### What needs to be done
Starting from the line that contains "types for alpha-mirror.", give back every line through the end of the listing exactly as written and no other line.
-----
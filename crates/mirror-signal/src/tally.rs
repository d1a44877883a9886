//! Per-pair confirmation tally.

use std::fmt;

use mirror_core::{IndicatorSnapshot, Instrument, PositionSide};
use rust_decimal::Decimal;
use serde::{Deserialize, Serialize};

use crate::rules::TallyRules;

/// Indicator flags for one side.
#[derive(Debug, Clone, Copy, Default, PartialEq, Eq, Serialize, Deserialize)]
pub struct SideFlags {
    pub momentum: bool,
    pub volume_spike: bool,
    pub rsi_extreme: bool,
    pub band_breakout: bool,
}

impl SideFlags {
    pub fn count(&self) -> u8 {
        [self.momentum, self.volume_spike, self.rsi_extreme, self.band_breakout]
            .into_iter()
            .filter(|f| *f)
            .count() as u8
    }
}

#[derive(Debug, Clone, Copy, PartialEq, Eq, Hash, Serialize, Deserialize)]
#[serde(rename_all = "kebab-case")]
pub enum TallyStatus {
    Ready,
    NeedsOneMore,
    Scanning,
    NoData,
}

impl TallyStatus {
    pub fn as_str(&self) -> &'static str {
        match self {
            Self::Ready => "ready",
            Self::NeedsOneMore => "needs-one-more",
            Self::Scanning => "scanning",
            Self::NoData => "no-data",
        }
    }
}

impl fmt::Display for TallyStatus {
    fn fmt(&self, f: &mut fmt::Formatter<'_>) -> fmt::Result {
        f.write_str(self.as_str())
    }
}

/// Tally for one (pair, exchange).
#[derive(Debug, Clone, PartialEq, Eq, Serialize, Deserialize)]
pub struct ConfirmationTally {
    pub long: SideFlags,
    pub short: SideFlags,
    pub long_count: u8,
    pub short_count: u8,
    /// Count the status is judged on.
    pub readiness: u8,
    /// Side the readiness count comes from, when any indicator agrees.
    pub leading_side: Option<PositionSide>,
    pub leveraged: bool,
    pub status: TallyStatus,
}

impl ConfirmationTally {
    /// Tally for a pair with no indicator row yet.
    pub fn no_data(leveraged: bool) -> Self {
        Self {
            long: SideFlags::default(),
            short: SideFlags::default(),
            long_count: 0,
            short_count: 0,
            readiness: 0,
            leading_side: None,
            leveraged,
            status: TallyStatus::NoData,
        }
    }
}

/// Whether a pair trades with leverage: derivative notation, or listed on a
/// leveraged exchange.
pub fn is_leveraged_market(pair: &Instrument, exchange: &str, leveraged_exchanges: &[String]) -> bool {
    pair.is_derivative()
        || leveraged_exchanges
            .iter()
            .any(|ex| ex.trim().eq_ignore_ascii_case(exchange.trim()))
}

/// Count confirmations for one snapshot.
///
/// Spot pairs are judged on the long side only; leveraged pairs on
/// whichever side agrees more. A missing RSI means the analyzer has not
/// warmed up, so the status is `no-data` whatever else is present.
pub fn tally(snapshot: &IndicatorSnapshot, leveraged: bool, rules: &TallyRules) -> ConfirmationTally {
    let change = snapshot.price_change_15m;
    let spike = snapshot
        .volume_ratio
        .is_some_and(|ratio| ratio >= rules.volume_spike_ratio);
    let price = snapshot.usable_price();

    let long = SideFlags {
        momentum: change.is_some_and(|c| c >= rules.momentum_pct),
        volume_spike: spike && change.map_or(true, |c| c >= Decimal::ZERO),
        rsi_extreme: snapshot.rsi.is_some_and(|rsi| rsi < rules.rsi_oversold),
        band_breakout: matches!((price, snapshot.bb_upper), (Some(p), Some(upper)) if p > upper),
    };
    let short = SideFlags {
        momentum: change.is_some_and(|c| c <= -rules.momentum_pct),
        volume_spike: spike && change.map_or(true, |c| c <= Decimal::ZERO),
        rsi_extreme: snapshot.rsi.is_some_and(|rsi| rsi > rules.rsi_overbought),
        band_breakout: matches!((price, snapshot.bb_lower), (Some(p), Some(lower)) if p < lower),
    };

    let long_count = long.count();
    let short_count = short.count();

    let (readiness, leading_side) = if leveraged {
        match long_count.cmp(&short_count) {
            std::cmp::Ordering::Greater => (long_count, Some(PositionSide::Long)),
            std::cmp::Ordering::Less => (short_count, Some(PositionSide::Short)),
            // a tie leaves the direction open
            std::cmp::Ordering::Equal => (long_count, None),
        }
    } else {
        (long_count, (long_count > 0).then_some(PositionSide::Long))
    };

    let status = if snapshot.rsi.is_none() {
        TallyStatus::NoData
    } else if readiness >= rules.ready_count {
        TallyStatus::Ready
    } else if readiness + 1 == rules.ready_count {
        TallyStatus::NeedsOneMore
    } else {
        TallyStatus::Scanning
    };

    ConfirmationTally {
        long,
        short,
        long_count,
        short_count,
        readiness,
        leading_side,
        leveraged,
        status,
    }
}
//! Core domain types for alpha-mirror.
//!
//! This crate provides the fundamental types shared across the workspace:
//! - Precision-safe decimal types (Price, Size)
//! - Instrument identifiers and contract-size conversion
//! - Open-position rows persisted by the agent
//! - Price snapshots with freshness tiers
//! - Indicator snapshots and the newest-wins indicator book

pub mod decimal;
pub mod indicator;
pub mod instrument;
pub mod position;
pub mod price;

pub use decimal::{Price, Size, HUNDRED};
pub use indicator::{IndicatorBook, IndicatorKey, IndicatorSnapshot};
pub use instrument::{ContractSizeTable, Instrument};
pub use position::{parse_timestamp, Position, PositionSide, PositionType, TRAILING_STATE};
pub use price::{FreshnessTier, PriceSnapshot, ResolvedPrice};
-----
### Written response
//! Core domain types for alpha-mirror.
//!
//! This crate provides the fundamental types shared across the workspace:
//! - Precision-safe decimal types (Price, Size)
//! - Instrument identifiers and contract-size conversion
//! - Open-position rows persisted by the agent
//! - Price snapshots with freshness tiers
//! - Indicator snapshots and the newest-wins indicator book

pub mod decimal;
pub mod indicator;
pub mod instrument;
pub mod position;
pub mod price;

pub use decimal::{Price, Size, HUNDRED};
pub use indicator::{IndicatorBook, IndicatorKey, IndicatorSnapshot};
pub use instrument::{ContractSizeTable, Instrument};
pub use position::{parse_timestamp, Position, PositionSide, PositionType, TRAILING_STATE};
pub use price::{FreshnessTier, PriceSnapshot, ResolvedPrice};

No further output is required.